Thoughts On Infertility--Part 1
I don’t care much for the infertility industry, and let me say right up front that I know some of you are deeply grateful to it for helping you create your precious child. I love kids too. I simply don’t care for the business that infertility has become. My first issue with infertility clinics is their utter lack of interest when it comes to approaches less drastic than all the tests, hormones, and surgical procedures. Part of the problem is the gynecologists themselves. Largely because of malpractice fears (their premiums are breathtaking), gynecologists follow the straight and narrow menu of high-tech fertility enhancers. However, it’s worth mentioning too that infertility centers are businesses that wouldn’t make as much money offering nutritional counseling as they do by performing in vitro fertilization.
I’ve never been pleased with the one-size-fits-all mentality at these clinics. Every woman gets the same blood tests (and there are plenty of them), x-rays, ultrasounds, and so forth.
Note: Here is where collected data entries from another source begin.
//! Pipeline context: initial inputs plus the append-only record of stage outputs.

use std::collections::BTreeMap;

use serde::Serialize;
use thiserror::Error;

#[derive(Debug, Clone, PartialEq, Eq, Error)]
pub enum ContextError {
    #[error("input '{0}' was not provided")]
    MissingInput(String),

    #[error("no output recorded for stage '{0}'")]
    MissingOutput(String),

    #[error("output for stage '{0}' is already recorded")]
    AlreadyRecorded(String),
}

impl ContextError {
    /// The input or stage name the error refers to.
    pub fn key(&self) -> &str {
        match self {
            ContextError::MissingInput(key)
            | ContextError::MissingOutput(key)
            | ContextError::AlreadyRecorded(key) => key,
        }
    }
}

#[derive(Debug, Clone, PartialEq, Eq, Serialize)]
pub struct StageOutput {
    pub stage: String,
    pub text: String,
}

/// Outputs are kept in completion order, which is also declared stage order.
#[derive(Debug, Clone, Default, PartialEq, Eq, Serialize)]
pub struct PipelineContext {
    inputs: BTreeMap<String, String>,
    outputs: Vec<StageOutput>,
}

impl PipelineContext {
    pub fn new() -> Self {
        Self::default()
    }

    pub fn with_input(mut self, key: impl Into<String>, value: impl Into<String>) -> Self {
        self.inputs.insert(key.into(), value.into());
        self
    }

    pub fn input(&self, key: &str) -> Result<&str, ContextError> {
        self.inputs
            .get(key)
            .map(String::as_str)
            .ok_or_else(|| ContextError::MissingInput(key.to_string()))
    }

    pub fn output(&self, stage: &str) -> Result<&str, ContextError> {
        self.outputs
            .iter()
            .find(|o| o.stage == stage)
            .map(|o| o.text.as_str())
            .ok_or_else(|| ContextError::MissingOutput(stage.to_string()))
    }

    pub fn outputs(&self) -> &[StageOutput] {
        &self.outputs
    }

    pub fn last_output(&self) -> Option<&StageOutput> {
        self.outputs.last()
    }

    /// Number of recorded stage outputs (inputs are not counted).
    pub fn len(&self) -> usize {
        self.outputs.len()
    }

    pub fn is_empty(&self) -> bool {
        self.outputs.is_empty()
    }

    pub(crate) fn record(
        &mut self,
        stage: impl Into<String>,
        text: impl Into<String>,
    ) -> Result<(), ContextError> {
        let stage = stage.into();
        if self.outputs.iter().any(|o| o.stage == stage) {
            return Err(ContextError::AlreadyRecorded(stage));
        }
        self.outputs.push(StageOutput {
            stage,
            text: text.into(),
        });
        Ok(())
    }
}

#[cfg(test)]
mod tests {
    use super::*;

    #[test]
    fn test_inputs_are_readable() {
        let ctx = PipelineContext::new().with_input("tone", "formal");
        assert_eq!(ctx.input("tone").unwrap(), "formal");
        assert_eq!(
            ctx.input("resume").unwrap_err(),
            ContextError::MissingInput("resume".to_string())
        );
    }

    #[test]
    fn test_outputs_keep_recording_order() {
        let mut ctx = PipelineContext::new();
        ctx.record("b", "second").unwrap();
        ctx.record("a", "first").unwrap();
        let stages: Vec<_> = ctx.outputs().iter().map(|o| o.stage.as_str()).collect();
        assert_eq!(stages, vec!["b", "a"]);
        assert_eq!(ctx.last_output().unwrap().text, "first");
        assert_eq!(ctx.len(), 2);
    }

    #[test]
    fn test_record_never_overwrites() {
        let mut ctx = PipelineContext::new();
        ctx.record("draft", "v1").unwrap();
        let err = ctx.record("draft", "v2").unwrap_err();
        assert_eq!(err, ContextError::AlreadyRecorded("draft".to_string()));
        assert_eq!(ctx.output("draft").unwrap(), "v1");
    }

    #[test]
    fn test_missing_output_names_the_stage() {
        let ctx = PipelineContext::new();
        let err = ctx.output("editing").unwrap_err();
        assert_eq!(err.key(), "editing");
        assert!(ctx.is_empty());
    }
}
There is far less individual treatment than I’d endorse. Plus, with each test stress levels soar. Some tests can be quite uncomfortable, and for many women each appointment spikes anxiety as they await test results. Looking at waiting room photos of couples holding their babies, many women agonize “Why not me?”
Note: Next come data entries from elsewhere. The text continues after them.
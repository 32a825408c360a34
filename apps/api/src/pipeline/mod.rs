// Sequential document pipeline.
// Stages run strictly in declared order; each stage sees the initial inputs plus
// every earlier stage's output. The first failure ends the run with no partial result.

pub mod context;
pub mod executor;
pub mod generator;
pub mod prompts;
pub mod stage;

pub use context::{ContextError, PipelineContext, StageOutput};
pub use executor::{run, PipelineError, RunControl, RunResult};
pub use generator::{GenerationError, TextGenerator};
pub use stage::{RoleDescription, StageSpec};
Which leads me to the second issue with these clinics: they don’t seem to acknowledge the role of stress in infertility. From the moment you decide to use a fertility specialist, your stress level escalates, and to a far greater degree than when you were simply worried because you weren’t getting pregnant. The costs alone are enough to ramp up mental and emotional strain, especially if you don’t have precisely the right kind of health insurance.
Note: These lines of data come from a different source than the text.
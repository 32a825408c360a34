//! Pipeline executor: runs stages one after another against a text generator.
//!
//! Flow per stage: check cancellation/deadline → build prompt from context →
//! await generate(prompt) → record output. No retries, no skipping; the first
//! error ends the run and nothing produced so far is returned.

use std::collections::HashSet;

use serde::Serialize;
use thiserror::Error;
use tokio::time::Instant;
use tokio_util::sync::CancellationToken;
use tracing::{debug, info, warn};
use uuid::Uuid;

use crate::pipeline::context::{ContextError, PipelineContext};
use crate::pipeline::generator::{GenerationError, TextGenerator};
use crate::pipeline::stage::StageSpec;

#[derive(Debug, Error)]
pub enum PipelineError {
    #[error("pipeline has no stages")]
    EmptyStageList,

    #[error("stage name '{0}' is declared more than once")]
    DuplicateStageName(String),

    #[error("stage '{stage}' needs '{key}', which is not available at this point")]
    MissingContext { stage: String, key: String },

    #[error("generation failed at stage '{stage}' ({position}/{total}): {source}")]
    GenerationFailure {
        stage: String,
        position: usize,
        total: usize,
        #[source]
        source: GenerationError,
    },

    #[error("run cancelled at stage '{stage}'")]
    Cancelled { stage: String },

    #[error("run deadline exceeded at stage '{stage}'")]
    DeadlineExceeded { stage: String },
}

/// Caller-owned abort signals for one run.
#[derive(Debug, Clone, Default)]
pub struct RunControl {
    cancel: CancellationToken,
    deadline: Option<Instant>,
}

impl RunControl {
    pub fn new(cancel: CancellationToken) -> Self {
        Self {
            cancel,
            deadline: None,
        }
    }

    pub fn with_deadline(mut self, deadline: Instant) -> Self {
        self.deadline = Some(deadline);
        self
    }

    fn check(&self, stage: &str) -> Result<(), PipelineError> {
        if self.cancel.is_cancelled() {
            return Err(PipelineError::Cancelled {
                stage: stage.to_string(),
            });
        }
        if self.deadline.is_some_and(|d| Instant::now() >= d) {
            return Err(PipelineError::DeadlineExceeded {
                stage: stage.to_string(),
            });
        }
        Ok(())
    }

    async fn deadline_reached(&self) {
        match self.deadline {
            Some(deadline) => tokio::time::sleep_until(deadline).await,
            None => std::future::pending().await,
        }
    }
}

/// Outcome of a successful run. Holds no timestamps or ids, so two runs over the
/// same inputs against a deterministic generator compare equal.
#[derive(Debug, Clone, PartialEq, Eq, Serialize)]
pub struct RunResult {
    pub final_text: String,
    pub per_stage_outputs: PipelineContext,
}

/// Runs `stages` in order, starting from `initial`.
///
/// Every stage is invoked exactly once on success. On failure no further stage is
/// invoked and no partial result escapes.
#[tracing::instrument(
    name = "pipeline_run",
    skip_all,
    fields(run_id = %Uuid::new_v4(), stages = stages.len())
)]
pub async fn run(
    stages: &[StageSpec],
    initial: PipelineContext,
    generator: &dyn TextGenerator,
    control: &RunControl,
) -> Result<RunResult, PipelineError> {
    validate_stages(stages)?;

    let total = stages.len();
    let run_start = std::time::Instant::now();
    let mut context = initial;

    info!("Starting pipeline with {total} stages");

    for (index, stage) in stages.iter().enumerate() {
        let name = stage.name();
        control.check(name)?;

        let prompt = stage
            .build_prompt(&context)
            .map_err(|e| missing_context(name, e))?;

        info!("Executing stage {}/{}: {}", index + 1, total, name);
        let stage_start = std::time::Instant::now();

        let output = tokio::select! {
            biased;
            _ = control.cancel.cancelled() => {
                warn!("Run cancelled during stage {name}");
                return Err(PipelineError::Cancelled { stage: name.to_string() });
            }
            _ = control.deadline_reached() => {
                warn!("Run deadline reached during stage {name}");
                return Err(PipelineError::DeadlineExceeded { stage: name.to_string() });
            }
            result = generator.generate(&prompt) => result.map_err(|source| {
                warn!("Stage {name} failed: {source}");
                PipelineError::GenerationFailure {
                    stage: name.to_string(),
                    position: index + 1,
                    total,
                    source,
                }
            })?,
        };

        debug!(
            "Stage {name} produced {} chars in {}ms",
            output.chars().count(),
            stage_start.elapsed().as_millis()
        );

        context
            .record(name, output)
            .map_err(|e| PipelineError::DuplicateStageName(e.key().to_string()))?;
    }

    let final_text = context
        .last_output()
        .map(|o| o.text.clone())
        .ok_or(PipelineError::EmptyStageList)?;

    info!(
        "Pipeline completed {total} stages in {}ms",
        run_start.elapsed().as_millis()
    );

    Ok(RunResult {
        final_text,
        per_stage_outputs: context,
    })
}

fn validate_stages(stages: &[StageSpec]) -> Result<(), PipelineError> {
    if stages.is_empty() {
        return Err(PipelineError::EmptyStageList);
    }
    let mut seen = HashSet::new();
    for stage in stages {
        if !seen.insert(stage.name()) {
            return Err(PipelineError::DuplicateStageName(stage.name().to_string()));
        }
    }
    Ok(())
}

fn missing_context(stage: &str, err: ContextError) -> PipelineError {
    PipelineError::MissingContext {
        stage: stage.to_string(),
        key: err.key().to_string(),
    }
}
On the home front, the full range of your infertility work-up can come to dominate your life. Dinnertime conversation centers on pregnancy and your desk is covered with temperature charts and medical bills, while your body is swimming in high doses of the same hormones farmers use to increase livestock production. A calendar replaces both love and lust as the cue for having sex, and you might even find yourself saying things to your loved one like “I told you not to wear Jockey shorts. They can lower your sperm count!” and “I don’t care how horny you are. You’ll wait until Thursday when I’m ovulating.”
What most infertility centers neglect to mention is that all mammals, humans included, are programmed to limit the number of offspring they produce during periods of stress. If a herd of deer senses there won’t be enough food in the coming months, hormone levels change and the females simply have fewer babies.
Significantly, stress also reduces the function of your thyroid and adrenal glands, and your ovaries too. Understand that you need all three functioning in relative harmony to coordinate a pregnancy.
If you’re already working with an infertility clinic, try these steps to help reduce the stress of treatment:
• Attend yoga or tai chi classes.
• Use this excellent meditative CD about infertility by the always reassuring Belleruth Naparstek.
• Consider a session or two of Healing Touch, especially after procedures such as in vitro fertilization (IVF).
I've also never been thrilled with the explanations infertility centers offer when, after months of trying, nothing seems to work. Rather than saying honestly that they don't know why you can't get pregnant, they too often take a blame-the-patient approach, using unhelpful phrases like “your uterus just won’t accept the fertilized egg” or “you have premature ovarian failure.”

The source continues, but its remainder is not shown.